ASSIGNMENT: Output exactly the lines below, starting with the line that has "pub fn teacher_id(mut" and going on through the line that has "self.event_types = Some(event_types);", both included, and no other lines.

DATA PROVIDED: Begin

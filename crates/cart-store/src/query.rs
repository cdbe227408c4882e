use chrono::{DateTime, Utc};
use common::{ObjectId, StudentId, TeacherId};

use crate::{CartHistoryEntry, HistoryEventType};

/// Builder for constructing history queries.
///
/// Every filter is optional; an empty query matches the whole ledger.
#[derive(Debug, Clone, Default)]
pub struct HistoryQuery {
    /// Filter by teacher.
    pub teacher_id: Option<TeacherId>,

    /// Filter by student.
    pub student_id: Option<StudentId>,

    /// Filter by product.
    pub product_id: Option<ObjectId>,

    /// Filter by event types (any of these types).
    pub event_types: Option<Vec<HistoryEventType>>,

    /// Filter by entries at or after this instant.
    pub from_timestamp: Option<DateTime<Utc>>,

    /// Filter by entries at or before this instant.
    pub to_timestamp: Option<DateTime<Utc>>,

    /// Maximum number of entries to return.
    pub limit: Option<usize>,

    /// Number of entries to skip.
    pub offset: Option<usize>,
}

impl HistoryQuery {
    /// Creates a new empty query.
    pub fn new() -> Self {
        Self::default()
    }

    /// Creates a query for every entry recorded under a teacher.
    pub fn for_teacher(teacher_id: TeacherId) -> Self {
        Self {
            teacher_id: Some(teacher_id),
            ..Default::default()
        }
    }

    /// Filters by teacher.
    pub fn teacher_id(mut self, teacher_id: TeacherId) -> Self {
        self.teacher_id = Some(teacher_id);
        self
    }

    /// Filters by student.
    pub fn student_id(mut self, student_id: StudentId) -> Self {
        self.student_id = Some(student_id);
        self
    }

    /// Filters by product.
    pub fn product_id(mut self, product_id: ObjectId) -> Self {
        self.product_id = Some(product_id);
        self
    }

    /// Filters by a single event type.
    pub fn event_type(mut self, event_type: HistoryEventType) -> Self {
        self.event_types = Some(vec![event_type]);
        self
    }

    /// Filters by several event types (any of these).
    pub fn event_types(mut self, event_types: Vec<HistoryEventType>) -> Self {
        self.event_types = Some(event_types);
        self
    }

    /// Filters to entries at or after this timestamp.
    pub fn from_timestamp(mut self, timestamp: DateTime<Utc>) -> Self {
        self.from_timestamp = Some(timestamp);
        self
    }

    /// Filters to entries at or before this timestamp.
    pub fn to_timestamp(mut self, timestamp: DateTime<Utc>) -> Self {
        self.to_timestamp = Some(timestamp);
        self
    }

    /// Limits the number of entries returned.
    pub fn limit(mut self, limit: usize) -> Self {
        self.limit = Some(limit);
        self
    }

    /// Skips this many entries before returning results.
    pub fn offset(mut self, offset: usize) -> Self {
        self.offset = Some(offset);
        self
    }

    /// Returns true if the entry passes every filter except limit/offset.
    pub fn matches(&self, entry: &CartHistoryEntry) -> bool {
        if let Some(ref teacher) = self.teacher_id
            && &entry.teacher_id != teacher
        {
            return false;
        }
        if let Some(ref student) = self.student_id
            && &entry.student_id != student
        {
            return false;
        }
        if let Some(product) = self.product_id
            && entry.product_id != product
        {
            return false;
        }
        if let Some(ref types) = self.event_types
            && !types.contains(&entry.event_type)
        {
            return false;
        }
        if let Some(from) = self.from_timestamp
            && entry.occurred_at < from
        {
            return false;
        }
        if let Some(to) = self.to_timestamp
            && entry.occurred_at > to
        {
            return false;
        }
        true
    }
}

DATA PROVIDED: End

FINAL ANSWER:
    pub fn teacher_id(mut self, teacher_id: TeacherId) -> Self {
        self.teacher_id = Some(teacher_id);
        self
    }

    /// Filters by student.
    pub fn student_id(mut self, student_id: StudentId) -> Self {
        self.student_id = Some(student_id);
        self
    }

    /// Filters by product.
    pub fn product_id(mut self, product_id: ObjectId) -> Self {
        self.product_id = Some(product_id);
        self
    }

    /// Filters by a single event type.
    pub fn event_type(mut self, event_type: HistoryEventType) -> Self {
        self.event_types = Some(vec![event_type]);
        self
    }

    /// Filters by several event types (any of these).
    pub fn event_types(mut self, event_types: Vec<HistoryEventType>) -> Self {
        self.event_types = Some(event_types);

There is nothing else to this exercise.